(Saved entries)
━━━━

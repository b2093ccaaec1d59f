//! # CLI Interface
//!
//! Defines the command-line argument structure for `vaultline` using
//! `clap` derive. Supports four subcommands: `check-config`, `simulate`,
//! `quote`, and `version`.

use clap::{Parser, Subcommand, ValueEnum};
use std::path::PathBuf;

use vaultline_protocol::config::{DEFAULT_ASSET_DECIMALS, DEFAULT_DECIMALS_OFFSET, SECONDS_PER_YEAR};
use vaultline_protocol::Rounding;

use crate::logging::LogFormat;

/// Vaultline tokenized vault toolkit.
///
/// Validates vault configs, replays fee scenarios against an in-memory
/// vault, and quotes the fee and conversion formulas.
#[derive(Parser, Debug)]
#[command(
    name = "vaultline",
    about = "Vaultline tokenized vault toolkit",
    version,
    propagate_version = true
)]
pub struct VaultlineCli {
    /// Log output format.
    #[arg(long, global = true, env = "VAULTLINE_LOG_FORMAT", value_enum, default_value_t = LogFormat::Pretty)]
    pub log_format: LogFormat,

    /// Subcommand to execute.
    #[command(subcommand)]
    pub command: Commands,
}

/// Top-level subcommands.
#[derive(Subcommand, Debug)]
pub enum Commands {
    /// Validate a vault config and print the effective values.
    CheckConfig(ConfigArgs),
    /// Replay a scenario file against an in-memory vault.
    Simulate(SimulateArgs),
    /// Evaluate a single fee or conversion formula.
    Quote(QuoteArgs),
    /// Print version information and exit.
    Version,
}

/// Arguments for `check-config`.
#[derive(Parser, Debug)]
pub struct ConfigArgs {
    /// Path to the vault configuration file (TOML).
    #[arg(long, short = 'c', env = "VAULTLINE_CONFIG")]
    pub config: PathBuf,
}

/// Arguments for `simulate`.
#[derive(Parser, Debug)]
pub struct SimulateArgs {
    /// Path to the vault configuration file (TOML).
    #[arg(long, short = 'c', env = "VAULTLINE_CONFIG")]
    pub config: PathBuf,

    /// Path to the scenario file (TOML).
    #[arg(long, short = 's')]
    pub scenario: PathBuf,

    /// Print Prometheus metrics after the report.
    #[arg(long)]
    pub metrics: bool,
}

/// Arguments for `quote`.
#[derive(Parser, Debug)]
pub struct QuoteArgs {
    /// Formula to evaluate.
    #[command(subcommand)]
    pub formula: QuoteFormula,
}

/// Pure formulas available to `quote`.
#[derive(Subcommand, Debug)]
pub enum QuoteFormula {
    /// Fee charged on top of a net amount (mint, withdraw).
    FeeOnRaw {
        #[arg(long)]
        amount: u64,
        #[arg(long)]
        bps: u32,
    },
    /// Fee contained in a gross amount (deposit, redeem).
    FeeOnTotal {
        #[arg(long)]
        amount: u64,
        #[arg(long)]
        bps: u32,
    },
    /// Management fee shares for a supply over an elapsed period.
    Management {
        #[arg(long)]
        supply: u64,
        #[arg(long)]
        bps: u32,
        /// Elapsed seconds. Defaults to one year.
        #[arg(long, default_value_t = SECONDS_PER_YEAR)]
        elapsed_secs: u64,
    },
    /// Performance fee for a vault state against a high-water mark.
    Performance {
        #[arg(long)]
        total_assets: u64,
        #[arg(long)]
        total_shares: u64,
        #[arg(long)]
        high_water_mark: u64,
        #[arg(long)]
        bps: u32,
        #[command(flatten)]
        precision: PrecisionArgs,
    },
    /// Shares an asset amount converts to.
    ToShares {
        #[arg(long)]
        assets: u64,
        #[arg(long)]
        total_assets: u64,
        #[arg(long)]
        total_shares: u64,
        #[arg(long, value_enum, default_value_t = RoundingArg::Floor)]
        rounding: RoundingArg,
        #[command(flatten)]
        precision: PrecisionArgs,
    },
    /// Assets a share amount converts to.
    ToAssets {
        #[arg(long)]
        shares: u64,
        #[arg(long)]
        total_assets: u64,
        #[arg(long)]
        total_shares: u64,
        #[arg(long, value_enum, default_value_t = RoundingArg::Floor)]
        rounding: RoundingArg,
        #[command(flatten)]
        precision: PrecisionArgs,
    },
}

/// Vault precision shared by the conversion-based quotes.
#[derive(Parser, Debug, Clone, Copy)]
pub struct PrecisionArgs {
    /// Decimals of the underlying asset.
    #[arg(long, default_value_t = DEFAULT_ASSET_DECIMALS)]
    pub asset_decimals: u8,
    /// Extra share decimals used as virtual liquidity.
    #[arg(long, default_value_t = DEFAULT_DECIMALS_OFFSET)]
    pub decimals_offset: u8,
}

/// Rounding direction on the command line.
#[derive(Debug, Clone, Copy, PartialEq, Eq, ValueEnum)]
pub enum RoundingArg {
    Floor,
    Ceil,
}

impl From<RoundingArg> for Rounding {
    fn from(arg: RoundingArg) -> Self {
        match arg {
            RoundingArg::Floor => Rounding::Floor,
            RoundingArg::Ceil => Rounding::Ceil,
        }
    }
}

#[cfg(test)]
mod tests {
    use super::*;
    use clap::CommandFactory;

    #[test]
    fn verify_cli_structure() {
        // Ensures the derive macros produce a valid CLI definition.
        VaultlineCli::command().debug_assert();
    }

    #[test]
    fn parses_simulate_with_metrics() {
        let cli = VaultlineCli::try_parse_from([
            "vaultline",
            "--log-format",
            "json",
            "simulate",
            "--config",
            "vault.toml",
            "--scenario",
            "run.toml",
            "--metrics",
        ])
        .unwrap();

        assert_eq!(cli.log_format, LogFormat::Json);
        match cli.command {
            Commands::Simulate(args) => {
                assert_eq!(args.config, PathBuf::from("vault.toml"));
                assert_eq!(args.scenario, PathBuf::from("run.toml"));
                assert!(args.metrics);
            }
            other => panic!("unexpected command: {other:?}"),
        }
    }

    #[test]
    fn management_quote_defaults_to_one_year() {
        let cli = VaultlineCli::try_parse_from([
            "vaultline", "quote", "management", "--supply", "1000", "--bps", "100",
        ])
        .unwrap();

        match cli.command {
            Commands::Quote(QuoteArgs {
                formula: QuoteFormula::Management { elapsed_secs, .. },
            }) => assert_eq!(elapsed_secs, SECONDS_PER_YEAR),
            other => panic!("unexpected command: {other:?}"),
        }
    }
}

━━━━

*EXERCISE PROMPT*: Each line in the data that holds the string "toolkit" must be returned.

*RESPONSE BOX*:
/// Vaultline tokenized vault toolkit.
    about = "Vaultline tokenized vault toolkit",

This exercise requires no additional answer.